▶ [WORK INSTRUCTION]: Beginning with the first entry, set down each one exactly as shown.

Stored data:

***

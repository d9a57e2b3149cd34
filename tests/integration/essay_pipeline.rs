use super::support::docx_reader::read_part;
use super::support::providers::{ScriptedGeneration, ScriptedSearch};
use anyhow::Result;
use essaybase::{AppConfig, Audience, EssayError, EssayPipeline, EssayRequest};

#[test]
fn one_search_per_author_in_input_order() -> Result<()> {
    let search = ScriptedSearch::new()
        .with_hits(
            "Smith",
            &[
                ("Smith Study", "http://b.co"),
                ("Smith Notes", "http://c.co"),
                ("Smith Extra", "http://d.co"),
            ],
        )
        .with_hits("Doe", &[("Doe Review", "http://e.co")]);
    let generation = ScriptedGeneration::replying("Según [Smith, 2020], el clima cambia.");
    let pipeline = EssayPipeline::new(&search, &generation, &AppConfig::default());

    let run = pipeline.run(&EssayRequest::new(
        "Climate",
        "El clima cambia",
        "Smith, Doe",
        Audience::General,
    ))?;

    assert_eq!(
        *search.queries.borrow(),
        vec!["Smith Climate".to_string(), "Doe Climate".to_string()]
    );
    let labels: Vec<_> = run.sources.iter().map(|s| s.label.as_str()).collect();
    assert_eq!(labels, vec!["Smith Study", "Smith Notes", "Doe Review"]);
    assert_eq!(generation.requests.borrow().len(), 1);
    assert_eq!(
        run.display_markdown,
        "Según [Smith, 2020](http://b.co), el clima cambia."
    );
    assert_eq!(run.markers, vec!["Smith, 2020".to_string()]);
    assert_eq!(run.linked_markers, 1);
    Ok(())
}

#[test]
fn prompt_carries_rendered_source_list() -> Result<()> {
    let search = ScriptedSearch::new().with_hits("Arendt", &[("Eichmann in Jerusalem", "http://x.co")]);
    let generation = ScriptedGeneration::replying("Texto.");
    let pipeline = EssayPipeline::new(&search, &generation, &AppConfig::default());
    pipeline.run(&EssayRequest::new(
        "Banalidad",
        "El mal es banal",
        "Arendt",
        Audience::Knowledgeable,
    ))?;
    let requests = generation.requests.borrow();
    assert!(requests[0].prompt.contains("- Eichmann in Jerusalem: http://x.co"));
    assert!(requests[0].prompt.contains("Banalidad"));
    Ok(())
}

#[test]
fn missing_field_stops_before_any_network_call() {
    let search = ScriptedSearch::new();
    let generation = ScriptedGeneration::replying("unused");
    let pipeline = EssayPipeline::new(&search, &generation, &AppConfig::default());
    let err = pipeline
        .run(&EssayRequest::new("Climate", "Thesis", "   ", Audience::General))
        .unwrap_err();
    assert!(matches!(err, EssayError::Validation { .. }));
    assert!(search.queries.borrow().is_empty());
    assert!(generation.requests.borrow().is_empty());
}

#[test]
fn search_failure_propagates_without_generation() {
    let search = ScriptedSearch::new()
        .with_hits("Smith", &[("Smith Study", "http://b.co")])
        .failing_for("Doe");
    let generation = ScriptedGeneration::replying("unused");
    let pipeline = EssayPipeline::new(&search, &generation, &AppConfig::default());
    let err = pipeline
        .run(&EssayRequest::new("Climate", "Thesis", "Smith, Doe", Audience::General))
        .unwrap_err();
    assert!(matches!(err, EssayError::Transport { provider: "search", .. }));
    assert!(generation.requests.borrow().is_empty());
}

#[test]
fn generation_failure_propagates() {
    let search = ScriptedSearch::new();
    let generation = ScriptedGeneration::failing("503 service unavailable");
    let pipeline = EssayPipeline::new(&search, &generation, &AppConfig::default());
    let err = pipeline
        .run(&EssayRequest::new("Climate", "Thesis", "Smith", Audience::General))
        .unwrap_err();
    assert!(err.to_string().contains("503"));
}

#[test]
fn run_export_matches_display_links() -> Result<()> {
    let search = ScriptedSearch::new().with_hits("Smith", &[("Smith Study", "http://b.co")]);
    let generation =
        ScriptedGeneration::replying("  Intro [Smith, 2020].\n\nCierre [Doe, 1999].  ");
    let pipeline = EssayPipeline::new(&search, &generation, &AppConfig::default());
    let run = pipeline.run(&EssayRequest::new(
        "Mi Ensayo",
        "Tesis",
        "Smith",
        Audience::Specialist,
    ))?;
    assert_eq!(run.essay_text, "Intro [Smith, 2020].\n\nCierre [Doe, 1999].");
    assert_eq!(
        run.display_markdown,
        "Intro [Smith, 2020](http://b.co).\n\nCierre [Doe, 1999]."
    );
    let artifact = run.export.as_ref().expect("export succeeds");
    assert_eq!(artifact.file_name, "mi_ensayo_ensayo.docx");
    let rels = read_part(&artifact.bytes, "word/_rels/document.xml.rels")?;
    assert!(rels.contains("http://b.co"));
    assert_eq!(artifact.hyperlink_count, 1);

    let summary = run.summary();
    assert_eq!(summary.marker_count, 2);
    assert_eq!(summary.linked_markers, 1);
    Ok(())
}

***

▶ [PROBLEM SOLUTION]:
repository d9a57e2b3149cd34
filename tests/integration/essay_pipeline.rs
use super::support::docx_reader::read_part;
use super::support::providers::{ScriptedGeneration, ScriptedSearch};
use anyhow::Result;
use essaybase::{AppConfig, Audience, EssayError, EssayPipeline, EssayRequest};

#[test]
fn one_search_per_author_in_input_order() -> Result<()> {
    let search = ScriptedSearch::new()
        .with_hits(
            "Smith",
            &[
                ("Smith Study", "http://b.co"),
                ("Smith Notes", "http://c.co"),
                ("Smith Extra", "http://d.co"),
            ],
        )
        .with_hits("Doe", &[("Doe Review", "http://e.co")]);
    let generation = ScriptedGeneration::replying("Según [Smith, 2020], el clima cambia.");
    let pipeline = EssayPipeline::new(&search, &generation, &AppConfig::default());

    let run = pipeline.run(&EssayRequest::new(
        "Climate",
        "El clima cambia",
        "Smith, Doe",
        Audience::General,
    ))?;

    assert_eq!(
        *search.queries.borrow(),
        vec!["Smith Climate".to_string(), "Doe Climate".to_string()]
    );
    let labels: Vec<_> = run.sources.iter().map(|s| s.label.as_str()).collect();
    assert_eq!(labels, vec!["Smith Study", "Smith Notes", "Doe Review"]);
    assert_eq!(generation.requests.borrow().len(), 1);
    assert_eq!(
        run.display_markdown,
        "Según [Smith, 2020](http://b.co), el clima cambia."
    );
    assert_eq!(run.markers, vec!["Smith, 2020".to_string()]);
    assert_eq!(run.linked_markers, 1);
    Ok(())
}

#[test]
fn prompt_carries_rendered_source_list() -> Result<()> {
    let search = ScriptedSearch::new().with_hits("Arendt", &[("Eichmann in Jerusalem", "http://x.co")]);
    let generation = ScriptedGeneration::replying("Texto.");
    let pipeline = EssayPipeline::new(&search, &generation, &AppConfig::default());
    pipeline.run(&EssayRequest::new(
        "Banalidad",
        "El mal es banal",
        "Arendt",
        Audience::Knowledgeable,
    ))?;
    let requests = generation.requests.borrow();
    assert!(requests[0].prompt.contains("- Eichmann in Jerusalem: http://x.co"));
    assert!(requests[0].prompt.contains("Banalidad"));
    Ok(())
}

#[test]
fn missing_field_stops_before_any_network_call() {
    let search = ScriptedSearch::new();
    let generation = ScriptedGeneration::replying("unused");
    let pipeline = EssayPipeline::new(&search, &generation, &AppConfig::default());
    let err = pipeline
        .run(&EssayRequest::new("Climate", "Thesis", "   ", Audience::General))
        .unwrap_err();
    assert!(matches!(err, EssayError::Validation { .. }));
    assert!(search.queries.borrow().is_empty());
    assert!(generation.requests.borrow().is_empty());
}

#[test]
fn search_failure_propagates_without_generation() {
    let search = ScriptedSearch::new()
        .with_hits("Smith", &[("Smith Study", "http://b.co")])
        .failing_for("Doe");
    let generation = ScriptedGeneration::replying("unused");
    let pipeline = EssayPipeline::new(&search, &generation, &AppConfig::default());
    let err = pipeline
        .run(&EssayRequest::new("Climate", "Thesis", "Smith, Doe", Audience::General))
        .unwrap_err();
    assert!(matches!(err, EssayError::Transport { provider: "search", .. }));
    assert!(generation.requests.borrow().is_empty());
}

#[test]
fn generation_failure_propagates() {
    let search = ScriptedSearch::new();
    let generation = ScriptedGeneration::failing("503 service unavailable");
    let pipeline = EssayPipeline::new(&search, &generation, &AppConfig::default());
    let err = pipeline
        .run(&EssayRequest::new("Climate", "Thesis", "Smith", Audience::General))
        .unwrap_err();
    assert!(err.to_string().contains("503"));
}

#[test]
fn run_export_matches_display_links() -> Result<()> {
    let search = ScriptedSearch::new().with_hits("Smith", &[("Smith Study", "http://b.co")]);
    let generation =
        ScriptedGeneration::replying("  Intro [Smith, 2020].\n\nCierre [Doe, 1999].  ");
    let pipeline = EssayPipeline::new(&search, &generation, &AppConfig::default());
    let run = pipeline.run(&EssayRequest::new(
        "Mi Ensayo",
        "Tesis",
        "Smith",
        Audience::Specialist,
    ))?;
    assert_eq!(run.essay_text, "Intro [Smith, 2020].\n\nCierre [Doe, 1999].");
    assert_eq!(
        run.display_markdown,
        "Intro [Smith, 2020](http://b.co).\n\nCierre [Doe, 1999]."
    );
    let artifact = run.export.as_ref().expect("export succeeds");
    assert_eq!(artifact.file_name, "mi_ensayo_ensayo.docx");
    let rels = read_part(&artifact.bytes, "word/_rels/document.xml.rels")?;
    assert!(rels.contains("http://b.co"));
    assert_eq!(artifact.hyperlink_count, 1);

    let summary = run.summary();
    assert_eq!(summary.marker_count, 2);
    assert_eq!(summary.linked_markers, 1);
    Ok(())
}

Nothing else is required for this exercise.